Conclusions: Using FOT it was possible to measure EX5 both at end-expiration and at end-inspiration. The optimal PEEP strategy based on end-expiratory EX5 minimized intra-tidal recruitment/derecruitment as assessed by CT, and the concurrent attenuation of intra-tidal variations of EX5 suggests that it may also minimize tidal mechanical stress.

Figure 1

Left panel: Respiratory system resistance (Rrs), oscillatory elastance (E_X5, the inverse of compliance), percentage volume of aerated (VtissA%, blue), poorly aerated (VtissPA%, green) and nonaerated (VtissNA%, red) tissue at end-expiration (closed symbols) and at end-inspiration (open symbols) for one representative animal. Squared symbols are used for incremental positive end-expiratory pressure (PEEP), circles for decremental. Right panel: a representative computed tomography (CT) slice (selected approximately 1 cm above the diaphragmatic dome) of the same animal at end-expiration (EE) and at end-inspiration (EI), at the different PEEP levels during the incremental (UP) and decremental (D) PEEP trial.
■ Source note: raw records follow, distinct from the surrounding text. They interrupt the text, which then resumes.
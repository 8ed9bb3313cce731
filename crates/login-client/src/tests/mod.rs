//! Scenario tests for the login client, driven through mock transport and HTTP.
//!
//! - `harness.rs`    - Mock transport, mock HTTP and a recording test harness
//! - `handshake.rs`  - Cookie-to-token handshake, blocked cookies, HTTP failures
//! - `reconnect.rs`  - Close handling, reconnect backoff, disconnect
//! - `dispatch.rs`   - Inbound messages and change-only state events
//! - `heartbeat.rs`  - Ping cadence and stale connection detection
//! - `sends.rs`      - Immediate and queued sends, set_name
//! - `listeners.rs`  - Listener registration, ordering and re-entrancy

mod heartbeat;
mod sends;
//! login-watch binary entry point.
//!
//! Usage: login-watch <server> [--options <file>] [--set-name <name>]
//!
//! Connects to a login server, keeps the session alive and prints every
//! client event to stdout as one JSON object per line. Logs go to stderr.

use std::path::PathBuf;

use anyhow::Context;
use clap::{Parser, ValueEnum};
use login_client::{ClientOptions, Event, LoginClient};
use tokio::sync::broadcast::error::RecvError;
use tracing::{error, info, warn};

#[derive(Debug, Clone, Copy, PartialEq, Eq, ValueEnum)]
enum LogFormat {
    Compact,
    Json,
}

/// Watch a login server session from the command line.
#[derive(Parser, Debug)]
#[command(name = "login-watch")]
#[command(about = "Connects to a login server and prints client events as JSON lines")]
struct Args {
    /// Server host and optional path, without scheme (e.g. login.example.com/api).
    #[arg(env = "LOGIN_SERVER")]
    server: String,

    /// JSON file with client options. LOGIN_CLIENT_* variables override it.
    #[arg(long, env = "LOGIN_CLIENT_OPTIONS")]
    options: Option<PathBuf>,

    /// Use http/ws instead of https/wss.
    #[arg(long)]
    no_ssl: bool,

    /// Rename the user once the server reports a login.
    #[arg(long)]
    set_name: Option<String>,

    /// Log level (trace, debug, info, warn, error)
    #[arg(long, default_value = "info")]
    log_level: String,

    /// Log output format.
    #[arg(long, value_enum, default_value = "compact")]
    log_format: LogFormat,
}

fn init_logging(level: &str, format: LogFormat) {
    let filter = tracing_subscriber::EnvFilter::try_from_default_env()
        .unwrap_or_else(|_| tracing_subscriber::EnvFilter::new(level));
    let builder = tracing_subscriber::fmt()
        .with_env_filter(filter)
        .with_writer(std::io::stderr)
        .with_target(true);

    match format {
        LogFormat::Compact => builder.compact().init(),
        LogFormat::Json => builder.json().init(),
    }
}

fn load_options(args: &Args) -> anyhow::Result<ClientOptions> {
    let mut options = match &args.options {
        Some(path) => ClientOptions::load_from_file(path)
            .with_context(|| format!("failed to load options from {}", path.display()))?,
        None => ClientOptions::default(),
    };
    options
        .load_from_env()
        .context("invalid LOGIN_CLIENT_* environment variable")?;
    if args.no_ssl {
        options.ssl = false;
    }
    Ok(options)
}

fn print_event(event: &Event) {
    match event.to_value() {
        Ok(value) => println!("{value}"),
        Err(e) => warn!(error = %e, event = %event.name(), "Failed to serialize event"),
    }
}

#[tokio::main]
async fn main() -> anyhow::Result<()> {
    let args = Args::parse();
    init_logging(&args.log_level, args.log_format);

    let options = load_options(&args)?;
    let client = LoginClient::new(&args.server, options).context("failed to create login client")?;
    info!(base_url = %client.base_url(), ws_url = %client.ws_url(), "login-watch starting");

    let mut events = client.events();
    let mut pending_name = args.set_name.clone();
    client.connect();

    let ctrl_c = tokio::signal::ctrl_c();
    tokio::pin!(ctrl_c);

    loop {
        tokio::select! {
            received = events.recv() => match received {
                Ok(event) => {
                    print_event(&event);
                    if matches!(event, Event::Login { .. }) {
                        if let Some(name) = pending_name.take() {
                            match client.set_name(&name).await {
                                Ok(response) => info!(status = response.status, name = %name, "User renamed"),
                                Err(e) => error!(error = %e, name = %name, "Rename failed"),
                            }
                        }
                    }
                }
                Err(RecvError::Lagged(skipped)) => {
                    warn!(skipped, "Event output fell behind, events dropped");
                }
                Err(RecvError::Closed) => break,
            },
            _ = &mut ctrl_c => {
                info!("Received shutdown signal, exiting...");
                break;
            }
        }
    }

    client.disconnect();
    Ok(())
}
Colour code for regions as above.

Figure 2

Respiratory system resistance (Rrs), oscillatory elastance (E_X5), percentage volume of non-aerated tissue (VtissNA%), lung gas volume (Vgas) at end-expiration (closed symbols) and at end-inspiration (open symbols) during the incremental and decremental positive end-expiratory pressure (PEEP) trial as a function of PEEP. Data are reported as mean and SD. Significance of differences between inspiration and expiration: *P <0.01, +P <0.05.

Figure 3

End-inspiratory (open symbols) and end-expiratory (closed symbols) oscillatory elastance (E_X5) and dynamic elastance (Edyn). Edyn has been computed over the whole breath (grey triangles, dashed line) and intra-tidal, at the highest (open circles, solid lines) and at the lowest (closed circles, solid line) portion of tidal volume. Data are reported as mean and SD. Significance of differences between inspiration and expiration: *P <0.01, +P <0.05.

Figure 4

Oscillatory elastance (E_X5), gas volume (Vgas) and percentage volume of non-aerated tissue (VtissNA%) as a function of pressure during the incremental (left panel) and decremental (right panel) positive end-expiratory pressure (PEEP) trial. Open symbols refer to end-inspiratory data points, closed symbols to end-expiratory ones. Dashed lines connect end-inspiration and end-expiration at the same PEEP step.